What the task requires: All that is wanted is a word-for-word retyping of the lines from the one containing "pub fn running_min(&self)" through the end of the material below.

┄┄┄┄┄┄┄┄┄┄┄┄┄┄┄┄┄┄┄┄

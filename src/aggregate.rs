//! Per-bin aggregation of PSD blocks
//!
//! A PSD scan file interleaves blocks of several reading kinds over the same
//! frequency axis. [`AggregateState`] folds them, in file order, into:
//! - a running sum of `Average` blocks (divided on demand),
//! - a running minimum of `Minimum` blocks,
//! - a running maximum of `Maximum` blocks,
//!
//! plus scan-wide scalar extents kept in a [`ScanSummary`], which is also the
//! whole summary of a raw IQ file.
//!
//! NaN policy: a NaN bin poisons the average of that bin, but never updates
//! the running minimum or maximum (`f64::min` / `f64::max` ignore NaN).
//! Bins no `Minimum` (`Maximum`) block touched stay at `+∞` (`-∞`) and mean
//! "no data".
use std::collections::BTreeMap;

use serde::Serialize;
use tracing::warn;

use crate::block::{IqBlock, PsdBlock};
use crate::reading::ReadingKind;
use crate::{Error, Result};

/// Linear frequency axis shared by every block of a PSD file
#[derive(Debug, Clone, Copy, PartialEq, Serialize)]
pub struct FrequencyAxis {
    pub start_mhz: f64,
    pub end_mhz: f64,
    pub bin_count: usize,
}

impl FrequencyAxis {
    pub fn new(start_mhz: f64, end_mhz: f64, bin_count: usize) -> Self {
        Self {
            start_mhz,
            end_mhz,
            bin_count,
        }
    }

    /// Axis of a block: its Hz bounds in MHz, one bin per sample
    pub fn from_block(block: &PsdBlock) -> Self {
        Self::new(block.start_mhz(), block.stop_mhz(), block.bin_count())
    }

    pub fn span_mhz(&self) -> f64 {
        self.end_mhz - self.start_mhz
    }

    /// Frequency of bin `index` (MHz)
    pub fn frequency_at(&self, index: usize) -> f64 {
        if self.bin_count <= 1 {
            return self.start_mhz;
        }
        if index + 1 == self.bin_count {
            return self.end_mhz;
        }
        let step = self.span_mhz() / (self.bin_count - 1) as f64;
        self.start_mhz + index as f64 * step
    }

    /// All bin frequencies, endpoints included (`linspace`)
    pub fn frequencies(&self) -> Vec<f64> {
        (0..self.bin_count).map(|i| self.frequency_at(i)).collect()
    }

    /// Whether `block` lies on this axis
    pub fn matches(&self, block: &PsdBlock) -> bool {
        self.start_mhz == block.start_mhz()
            && self.end_mhz == block.stop_mhz()
            && self.bin_count == block.bin_count()
    }
}

/// Scan-wide scalar extents
#[derive(Debug, Clone, Copy, PartialEq, Serialize)]
pub struct ScanSummary {
    pub block_count: usize,
    /// Earliest block time, seconds since the Unix epoch
    pub min_time: Option<f64>,
    pub max_time: Option<f64>,
    pub min_freq_hz: Option<f64>,
    pub max_freq_hz: Option<f64>,
    /// PSD: bins; IQ: I/Q pairs
    pub total_sample_count: u64,
}

impl Default for ScanSummary {
    fn default() -> Self {
        Self::new()
    }
}

impl ScanSummary {
    pub fn new() -> Self {
        Self {
            block_count: 0,
            min_time: None,
            max_time: None,
            min_freq_hz: None,
            max_freq_hz: None,
            total_sample_count: 0,
        }
    }

    /// Fold one block's extents in
    pub fn observe(&mut self, start_hz: f64, stop_hz: f64, epoch_seconds: f64, samples: usize) {
        self.block_count += 1;
        self.min_time = Some(self.min_time.map_or(epoch_seconds, |t| t.min(epoch_seconds)));
        self.max_time = Some(self.max_time.map_or(epoch_seconds, |t| t.max(epoch_seconds)));
        self.min_freq_hz = Some(self.min_freq_hz.map_or(start_hz, |f| f.min(start_hz)));
        self.max_freq_hz = Some(self.max_freq_hz.map_or(stop_hz, |f| f.max(stop_hz)));
        self.total_sample_count += samples as u64;
    }

    pub fn observe_iq(&mut self, block: &IqBlock) {
        self.observe(
            block.start_freq_hz,
            block.stop_freq_hz,
            block.timestamp.epoch_seconds(),
            block.pair_count(),
        );
    }
}

/// Running per-bin statistics of one PSD file
#[derive(Debug, Clone)]
pub struct AggregateState {
    axis: FrequencyAxis,
    frequencies: Vec<f64>,
    sum_avg: Vec<f64>,
    avg_contributor_count: u64,
    running_min: Vec<f64>,
    running_max: Vec<f64>,
    kind_counts: BTreeMap<ReadingKind, u64>,
    summary: ScanSummary,
}

impl AggregateState {
    pub fn new(axis: FrequencyAxis) -> Self {
        let n = axis.bin_count;
        Self {
            axis,
            frequencies: axis.frequencies(),
            sum_avg: vec![0.0; n],
            avg_contributor_count: 0,
            running_min: vec![f64::INFINITY; n],
            running_max: vec![f64::NEG_INFINITY; n],
            kind_counts: BTreeMap::new(),
            summary: ScanSummary::new(),
        }
    }

    /// State whose axis comes from the first block of a file
    pub fn from_first_block(block: &PsdBlock) -> Self {
        Self::new(FrequencyAxis::from_block(block))
    }

    /// Fold one block in. `decoded` holds the block's samples in dB.
    ///
    /// Fails with [`Error::AxisMismatch`] when the block is not on the
    /// state's axis; the state is left untouched in that case.
    pub fn update(&mut self, block: &PsdBlock, decoded: &[f64]) -> Result<()> {
        let position = self.summary.block_count + 1;
        if !self.axis.matches(block) || decoded.len() != self.axis.bin_count {
            return Err(Error::AxisMismatch {
                block: position,
                expected_start_mhz: self.axis.start_mhz,
                expected_end_mhz: self.axis.end_mhz,
                expected_bins: self.axis.bin_count,
                start_mhz: block.start_mhz(),
                end_mhz: block.stop_mhz(),
                bins: decoded.len(),
            });
        }

        match block.reading_kind {
            ReadingKind::Average => {
                for (sum, v) in self.sum_avg.iter_mut().zip(decoded) {
                    *sum += v;
                }
                self.avg_contributor_count += 1;
            }
            ReadingKind::Minimum => {
                for (m, &v) in self.running_min.iter_mut().zip(decoded) {
                    *m = m.min(v);
                }
            }
            ReadingKind::Maximum => {
                for (m, &v) in self.running_max.iter_mut().zip(decoded) {
                    *m = m.max(v);
                }
            }
            ReadingKind::StdDevOfAverage
            | ReadingKind::StdDevOfMinimum
            | ReadingKind::StdDevOfMaximum
            | ReadingKind::AverageOfMinimum
            | ReadingKind::AverageOfMaximum => {}
            ReadingKind::Unknown(code) => {
                warn!(block = position, code, "unclassified reading kind, not aggregated");
            }
        }

        *self.kind_counts.entry(block.reading_kind).or_insert(0) += 1;
        self.summary.observe(
            block.start_freq_hz,
            block.stop_freq_hz,
            block.timestamp.epoch_seconds(),
            block.bin_count(),
        );
        Ok(())
    }

    pub fn axis(&self) -> &FrequencyAxis {
        &self.axis
    }

    /// Bin frequencies in MHz
    pub fn frequencies(&self) -> &[f64] {
        &self.frequencies
    }

    /// Per-bin sum of all `Average` blocks
    pub fn sum_avg(&self) -> &[f64] {
        &self.sum_avg
    }

    pub fn avg_contributor_count(&self) -> u64 {
        self.avg_contributor_count
    }

    /// Per-bin average; all NaN when no `Average` block was seen
    pub fn average(&self) -> Vec<f64> {
        self.average_range(0, self.axis.bin_count)
    }

    pub(crate) fn average_range(&self, start: usize, end: usize) -> Vec<f64> {
        let bins = &self.sum_avg[start..end];
        if self.avg_contributor_count == 0 {
            return vec![f64::NAN; bins.len()];
        }
        let n = self.avg_contributor_count as f64;
        bins.iter().map(|s| s / n).collect()
    }

    pub fn running_min(&self) -> &[f64] {
        &self.running_min
    }

    pub fn running_max(&self) -> &[f64] {
        &self.running_max
    }

    /// Block count per reading kind, unknown codes included
    pub fn kind_counts(&self) -> &BTreeMap<ReadingKind, u64> {
        &self.kind_counts
    }

    pub fn count_of(&self, kind: ReadingKind) -> u64 {
        self.kind_counts.get(&kind).copied().unwrap_or(0)
    }

    /// Blocks whose reading kind was not recognized
    pub fn unclassified_count(&self) -> u64 {
        self.kind_counts
            .iter()
            .filter(|(kind, _)| !kind.is_classified())
            .map(|(_, n)| n)
            .sum()
    }

    pub fn summary(&self) -> &ScanSummary {
        &self.summary
    }
}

┄┄┄┄┄┄┄┄┄┄┄┄┄┄┄┄┄┄┄┄

Answer to the problem:
    pub fn running_min(&self) -> &[f64] {
        &self.running_min
    }

    pub fn running_max(&self) -> &[f64] {
        &self.running_max
    }

    /// Block count per reading kind, unknown codes included
    pub fn kind_counts(&self) -> &BTreeMap<ReadingKind, u64> {
        &self.kind_counts
    }

    pub fn count_of(&self, kind: ReadingKind) -> u64 {
        self.kind_counts.get(&kind).copied().unwrap_or(0)
    }

    /// Blocks whose reading kind was not recognized
    pub fn unclassified_count(&self) -> u64 {
        self.kind_counts
            .iter()
            .filter(|(kind, _)| !kind.is_classified())
            .map(|(_, n)| n)
            .sum()
    }

    pub fn summary(&self) -> &ScanSummary {
        &self.summary
    }
}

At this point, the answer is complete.